● The task: Look through the entries that follow and return each line that has the string "rearm".

● Extracted data:
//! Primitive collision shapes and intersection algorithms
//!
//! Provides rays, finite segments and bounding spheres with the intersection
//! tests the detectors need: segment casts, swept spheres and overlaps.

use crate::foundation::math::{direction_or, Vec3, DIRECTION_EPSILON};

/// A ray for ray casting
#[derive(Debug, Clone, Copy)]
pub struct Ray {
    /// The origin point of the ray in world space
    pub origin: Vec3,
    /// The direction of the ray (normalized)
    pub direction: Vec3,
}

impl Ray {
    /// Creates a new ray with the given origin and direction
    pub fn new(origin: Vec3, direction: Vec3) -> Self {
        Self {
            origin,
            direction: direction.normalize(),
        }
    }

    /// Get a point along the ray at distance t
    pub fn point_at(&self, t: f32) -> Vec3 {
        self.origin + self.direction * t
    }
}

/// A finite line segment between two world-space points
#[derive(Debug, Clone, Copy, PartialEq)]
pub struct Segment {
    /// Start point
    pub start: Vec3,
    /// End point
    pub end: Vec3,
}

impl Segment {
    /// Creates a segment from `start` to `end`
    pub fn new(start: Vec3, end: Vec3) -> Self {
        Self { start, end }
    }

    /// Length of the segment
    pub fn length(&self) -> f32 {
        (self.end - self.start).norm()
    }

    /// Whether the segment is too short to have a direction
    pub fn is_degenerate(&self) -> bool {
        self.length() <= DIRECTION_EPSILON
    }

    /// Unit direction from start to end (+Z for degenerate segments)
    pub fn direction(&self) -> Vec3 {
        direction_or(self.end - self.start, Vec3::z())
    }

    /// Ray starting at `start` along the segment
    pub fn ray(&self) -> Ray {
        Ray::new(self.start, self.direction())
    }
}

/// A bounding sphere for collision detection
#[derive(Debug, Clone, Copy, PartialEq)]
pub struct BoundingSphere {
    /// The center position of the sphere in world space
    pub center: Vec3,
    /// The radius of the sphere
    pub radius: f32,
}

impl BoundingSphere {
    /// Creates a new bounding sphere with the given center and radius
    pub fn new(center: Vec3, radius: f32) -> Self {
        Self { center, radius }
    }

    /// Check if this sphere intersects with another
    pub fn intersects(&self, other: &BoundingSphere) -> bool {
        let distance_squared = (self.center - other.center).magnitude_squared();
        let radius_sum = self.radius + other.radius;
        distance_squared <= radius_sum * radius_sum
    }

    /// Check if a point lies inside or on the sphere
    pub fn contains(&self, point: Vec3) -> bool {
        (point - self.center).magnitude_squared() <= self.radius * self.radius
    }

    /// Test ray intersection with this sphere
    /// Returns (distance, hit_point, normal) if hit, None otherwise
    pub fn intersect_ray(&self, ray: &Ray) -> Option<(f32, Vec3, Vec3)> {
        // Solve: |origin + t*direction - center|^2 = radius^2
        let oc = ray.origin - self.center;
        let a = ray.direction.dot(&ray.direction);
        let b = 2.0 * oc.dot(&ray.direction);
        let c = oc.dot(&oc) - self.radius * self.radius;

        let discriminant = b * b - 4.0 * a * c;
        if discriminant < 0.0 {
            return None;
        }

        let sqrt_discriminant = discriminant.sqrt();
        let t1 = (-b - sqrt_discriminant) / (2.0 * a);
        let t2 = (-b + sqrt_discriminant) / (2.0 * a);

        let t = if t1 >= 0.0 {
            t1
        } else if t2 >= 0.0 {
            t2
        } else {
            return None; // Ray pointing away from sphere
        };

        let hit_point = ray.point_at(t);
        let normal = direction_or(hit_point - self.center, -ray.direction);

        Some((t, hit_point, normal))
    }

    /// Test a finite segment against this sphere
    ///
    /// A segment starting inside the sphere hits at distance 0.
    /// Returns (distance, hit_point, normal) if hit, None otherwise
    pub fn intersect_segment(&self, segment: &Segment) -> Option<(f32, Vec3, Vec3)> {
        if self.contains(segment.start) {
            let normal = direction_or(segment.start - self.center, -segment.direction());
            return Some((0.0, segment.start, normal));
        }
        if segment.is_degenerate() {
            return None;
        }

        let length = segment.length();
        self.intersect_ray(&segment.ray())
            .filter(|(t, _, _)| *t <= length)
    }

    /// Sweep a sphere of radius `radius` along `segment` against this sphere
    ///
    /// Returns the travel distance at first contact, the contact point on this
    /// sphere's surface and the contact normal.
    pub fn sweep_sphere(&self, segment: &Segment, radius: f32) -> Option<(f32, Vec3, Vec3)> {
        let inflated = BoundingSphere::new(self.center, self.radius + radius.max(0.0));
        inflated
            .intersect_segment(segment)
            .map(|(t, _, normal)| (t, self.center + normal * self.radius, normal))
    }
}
---
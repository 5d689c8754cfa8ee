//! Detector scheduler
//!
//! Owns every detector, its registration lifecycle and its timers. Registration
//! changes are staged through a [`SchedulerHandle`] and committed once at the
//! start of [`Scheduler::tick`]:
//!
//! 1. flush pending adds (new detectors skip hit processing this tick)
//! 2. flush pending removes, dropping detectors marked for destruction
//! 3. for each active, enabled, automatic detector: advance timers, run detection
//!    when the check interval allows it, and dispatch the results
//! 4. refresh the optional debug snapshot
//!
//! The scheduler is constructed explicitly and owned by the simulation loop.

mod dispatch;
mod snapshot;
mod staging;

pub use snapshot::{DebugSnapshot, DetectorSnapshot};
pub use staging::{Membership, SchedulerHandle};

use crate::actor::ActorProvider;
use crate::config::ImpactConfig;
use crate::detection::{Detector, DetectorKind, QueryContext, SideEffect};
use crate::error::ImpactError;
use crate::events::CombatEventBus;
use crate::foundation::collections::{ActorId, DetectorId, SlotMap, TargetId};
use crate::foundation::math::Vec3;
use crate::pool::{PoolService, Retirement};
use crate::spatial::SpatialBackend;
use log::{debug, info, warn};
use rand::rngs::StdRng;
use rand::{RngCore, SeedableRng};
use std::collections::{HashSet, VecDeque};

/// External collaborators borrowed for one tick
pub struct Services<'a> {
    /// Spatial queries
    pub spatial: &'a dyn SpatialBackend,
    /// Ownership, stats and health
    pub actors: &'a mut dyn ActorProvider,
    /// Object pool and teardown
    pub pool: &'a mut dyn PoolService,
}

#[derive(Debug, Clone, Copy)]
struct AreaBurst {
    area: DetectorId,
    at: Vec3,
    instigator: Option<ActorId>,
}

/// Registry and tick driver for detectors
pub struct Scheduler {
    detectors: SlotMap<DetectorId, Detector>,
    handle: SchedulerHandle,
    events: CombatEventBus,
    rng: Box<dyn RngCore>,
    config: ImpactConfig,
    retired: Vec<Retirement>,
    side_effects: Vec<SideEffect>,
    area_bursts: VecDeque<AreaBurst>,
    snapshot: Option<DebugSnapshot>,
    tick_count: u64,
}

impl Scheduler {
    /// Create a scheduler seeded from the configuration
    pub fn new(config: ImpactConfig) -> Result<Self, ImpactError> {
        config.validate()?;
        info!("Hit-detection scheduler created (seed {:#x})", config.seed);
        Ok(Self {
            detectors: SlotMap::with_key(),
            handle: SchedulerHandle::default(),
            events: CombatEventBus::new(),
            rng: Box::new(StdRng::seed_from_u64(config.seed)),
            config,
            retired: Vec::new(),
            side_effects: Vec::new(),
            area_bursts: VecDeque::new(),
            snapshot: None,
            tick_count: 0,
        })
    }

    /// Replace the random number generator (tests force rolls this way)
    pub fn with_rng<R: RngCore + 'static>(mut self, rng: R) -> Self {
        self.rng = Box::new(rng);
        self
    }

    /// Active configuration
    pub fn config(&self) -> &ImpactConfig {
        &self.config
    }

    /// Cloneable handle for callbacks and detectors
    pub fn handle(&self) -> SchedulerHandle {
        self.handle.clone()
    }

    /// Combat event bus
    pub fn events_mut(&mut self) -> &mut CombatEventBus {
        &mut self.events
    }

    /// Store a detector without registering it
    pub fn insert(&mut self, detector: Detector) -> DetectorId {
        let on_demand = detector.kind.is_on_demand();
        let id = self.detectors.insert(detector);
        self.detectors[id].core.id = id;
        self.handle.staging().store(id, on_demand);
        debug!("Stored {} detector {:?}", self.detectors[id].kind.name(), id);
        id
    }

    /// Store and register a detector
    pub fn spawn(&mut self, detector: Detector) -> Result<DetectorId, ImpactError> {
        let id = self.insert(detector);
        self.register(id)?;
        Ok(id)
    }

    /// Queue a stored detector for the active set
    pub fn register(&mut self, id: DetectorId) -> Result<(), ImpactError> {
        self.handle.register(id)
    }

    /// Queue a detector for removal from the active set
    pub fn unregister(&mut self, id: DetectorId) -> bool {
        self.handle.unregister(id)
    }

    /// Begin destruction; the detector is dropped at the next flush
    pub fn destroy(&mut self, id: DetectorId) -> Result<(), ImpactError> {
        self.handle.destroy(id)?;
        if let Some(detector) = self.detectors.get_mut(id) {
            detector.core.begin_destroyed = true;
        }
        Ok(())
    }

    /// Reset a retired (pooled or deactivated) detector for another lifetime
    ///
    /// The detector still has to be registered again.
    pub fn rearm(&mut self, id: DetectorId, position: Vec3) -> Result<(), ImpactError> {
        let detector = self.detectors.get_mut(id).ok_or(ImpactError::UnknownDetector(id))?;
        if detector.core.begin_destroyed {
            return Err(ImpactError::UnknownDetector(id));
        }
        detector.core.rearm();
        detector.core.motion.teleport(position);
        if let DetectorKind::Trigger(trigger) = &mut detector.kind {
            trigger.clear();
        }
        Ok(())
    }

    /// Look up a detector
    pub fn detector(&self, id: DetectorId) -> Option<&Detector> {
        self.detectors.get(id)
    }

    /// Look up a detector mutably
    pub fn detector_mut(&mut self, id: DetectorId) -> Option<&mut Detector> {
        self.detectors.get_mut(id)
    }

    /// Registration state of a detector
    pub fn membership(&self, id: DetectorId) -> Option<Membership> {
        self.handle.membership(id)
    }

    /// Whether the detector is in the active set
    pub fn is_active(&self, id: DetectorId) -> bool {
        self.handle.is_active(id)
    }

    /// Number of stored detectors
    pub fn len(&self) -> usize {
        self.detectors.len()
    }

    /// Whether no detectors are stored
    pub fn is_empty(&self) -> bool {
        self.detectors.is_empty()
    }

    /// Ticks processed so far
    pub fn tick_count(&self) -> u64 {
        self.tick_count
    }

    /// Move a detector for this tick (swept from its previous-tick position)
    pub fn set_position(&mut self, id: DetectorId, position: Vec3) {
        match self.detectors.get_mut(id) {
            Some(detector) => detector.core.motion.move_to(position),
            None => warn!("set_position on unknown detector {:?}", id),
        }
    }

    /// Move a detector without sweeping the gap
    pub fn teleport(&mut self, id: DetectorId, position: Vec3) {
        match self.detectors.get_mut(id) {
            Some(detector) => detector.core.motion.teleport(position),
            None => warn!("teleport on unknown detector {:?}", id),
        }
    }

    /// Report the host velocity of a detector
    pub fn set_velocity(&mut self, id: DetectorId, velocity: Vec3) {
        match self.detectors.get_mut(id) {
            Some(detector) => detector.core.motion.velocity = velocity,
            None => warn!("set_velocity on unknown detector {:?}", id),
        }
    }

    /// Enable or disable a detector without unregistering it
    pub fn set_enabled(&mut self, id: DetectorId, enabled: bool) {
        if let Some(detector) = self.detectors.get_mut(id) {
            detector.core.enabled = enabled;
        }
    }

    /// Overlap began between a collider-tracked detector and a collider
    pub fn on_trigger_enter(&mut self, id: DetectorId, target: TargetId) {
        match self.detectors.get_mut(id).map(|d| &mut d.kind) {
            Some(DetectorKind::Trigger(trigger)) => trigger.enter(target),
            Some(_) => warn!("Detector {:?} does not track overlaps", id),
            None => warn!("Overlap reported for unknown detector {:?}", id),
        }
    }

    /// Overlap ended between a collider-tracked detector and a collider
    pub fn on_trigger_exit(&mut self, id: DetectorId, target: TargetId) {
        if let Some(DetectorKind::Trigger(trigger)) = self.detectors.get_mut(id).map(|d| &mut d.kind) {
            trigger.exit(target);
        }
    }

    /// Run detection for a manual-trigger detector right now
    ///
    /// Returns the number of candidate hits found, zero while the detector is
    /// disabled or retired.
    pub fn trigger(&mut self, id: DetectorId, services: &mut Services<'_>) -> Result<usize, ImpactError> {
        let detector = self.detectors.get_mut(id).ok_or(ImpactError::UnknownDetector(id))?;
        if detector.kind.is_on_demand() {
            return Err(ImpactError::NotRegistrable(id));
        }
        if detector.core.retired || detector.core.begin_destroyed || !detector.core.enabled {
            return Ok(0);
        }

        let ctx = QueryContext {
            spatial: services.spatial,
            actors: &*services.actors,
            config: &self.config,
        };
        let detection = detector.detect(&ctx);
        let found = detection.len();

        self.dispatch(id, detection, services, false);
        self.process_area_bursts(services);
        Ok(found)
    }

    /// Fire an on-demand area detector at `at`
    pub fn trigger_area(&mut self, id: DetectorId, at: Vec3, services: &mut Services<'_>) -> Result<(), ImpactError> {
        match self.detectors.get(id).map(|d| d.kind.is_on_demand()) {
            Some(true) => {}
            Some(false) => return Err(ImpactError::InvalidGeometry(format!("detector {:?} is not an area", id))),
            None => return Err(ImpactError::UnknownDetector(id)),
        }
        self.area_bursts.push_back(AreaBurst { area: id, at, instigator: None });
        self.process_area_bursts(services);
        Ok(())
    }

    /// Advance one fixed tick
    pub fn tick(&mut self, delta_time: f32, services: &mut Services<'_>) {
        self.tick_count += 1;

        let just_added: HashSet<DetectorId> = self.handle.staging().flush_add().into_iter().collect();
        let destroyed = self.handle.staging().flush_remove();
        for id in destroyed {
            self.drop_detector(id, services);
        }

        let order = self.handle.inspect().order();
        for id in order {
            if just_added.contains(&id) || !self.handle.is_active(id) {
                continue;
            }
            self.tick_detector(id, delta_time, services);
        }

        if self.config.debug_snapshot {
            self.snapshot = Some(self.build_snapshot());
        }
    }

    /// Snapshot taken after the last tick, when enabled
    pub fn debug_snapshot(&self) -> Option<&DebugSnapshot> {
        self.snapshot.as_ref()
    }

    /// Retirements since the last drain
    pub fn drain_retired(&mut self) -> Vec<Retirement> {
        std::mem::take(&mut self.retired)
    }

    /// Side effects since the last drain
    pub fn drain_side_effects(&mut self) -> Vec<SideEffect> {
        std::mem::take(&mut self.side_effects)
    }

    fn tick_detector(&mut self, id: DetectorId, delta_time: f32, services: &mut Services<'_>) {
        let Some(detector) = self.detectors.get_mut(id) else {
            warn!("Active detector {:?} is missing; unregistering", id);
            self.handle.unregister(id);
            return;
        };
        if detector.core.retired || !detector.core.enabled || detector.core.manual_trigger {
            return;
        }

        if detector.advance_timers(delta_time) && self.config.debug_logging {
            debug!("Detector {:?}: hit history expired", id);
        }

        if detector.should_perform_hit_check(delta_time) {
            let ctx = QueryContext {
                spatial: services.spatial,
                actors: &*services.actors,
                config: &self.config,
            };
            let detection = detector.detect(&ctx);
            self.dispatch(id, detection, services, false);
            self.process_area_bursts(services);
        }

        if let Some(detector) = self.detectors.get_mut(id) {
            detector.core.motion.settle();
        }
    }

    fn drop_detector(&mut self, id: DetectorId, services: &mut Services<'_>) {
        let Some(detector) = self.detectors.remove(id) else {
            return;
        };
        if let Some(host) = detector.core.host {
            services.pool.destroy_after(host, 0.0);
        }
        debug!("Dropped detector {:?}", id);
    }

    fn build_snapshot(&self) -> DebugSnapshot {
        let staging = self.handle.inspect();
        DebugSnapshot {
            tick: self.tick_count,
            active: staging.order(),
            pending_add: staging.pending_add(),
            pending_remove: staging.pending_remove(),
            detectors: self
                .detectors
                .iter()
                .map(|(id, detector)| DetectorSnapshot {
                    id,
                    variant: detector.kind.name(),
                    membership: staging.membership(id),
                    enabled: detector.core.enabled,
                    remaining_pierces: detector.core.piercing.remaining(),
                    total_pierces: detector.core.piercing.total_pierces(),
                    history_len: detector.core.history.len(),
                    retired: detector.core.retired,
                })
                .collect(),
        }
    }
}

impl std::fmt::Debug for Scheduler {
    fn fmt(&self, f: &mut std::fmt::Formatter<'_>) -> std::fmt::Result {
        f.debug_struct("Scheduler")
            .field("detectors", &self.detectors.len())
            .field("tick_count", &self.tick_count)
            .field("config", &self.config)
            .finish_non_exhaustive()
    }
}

● Response:
    pub fn rearm(&mut self, id: DetectorId, position: Vec3) -> Result<(), ImpactError> {
        detector.core.rearm();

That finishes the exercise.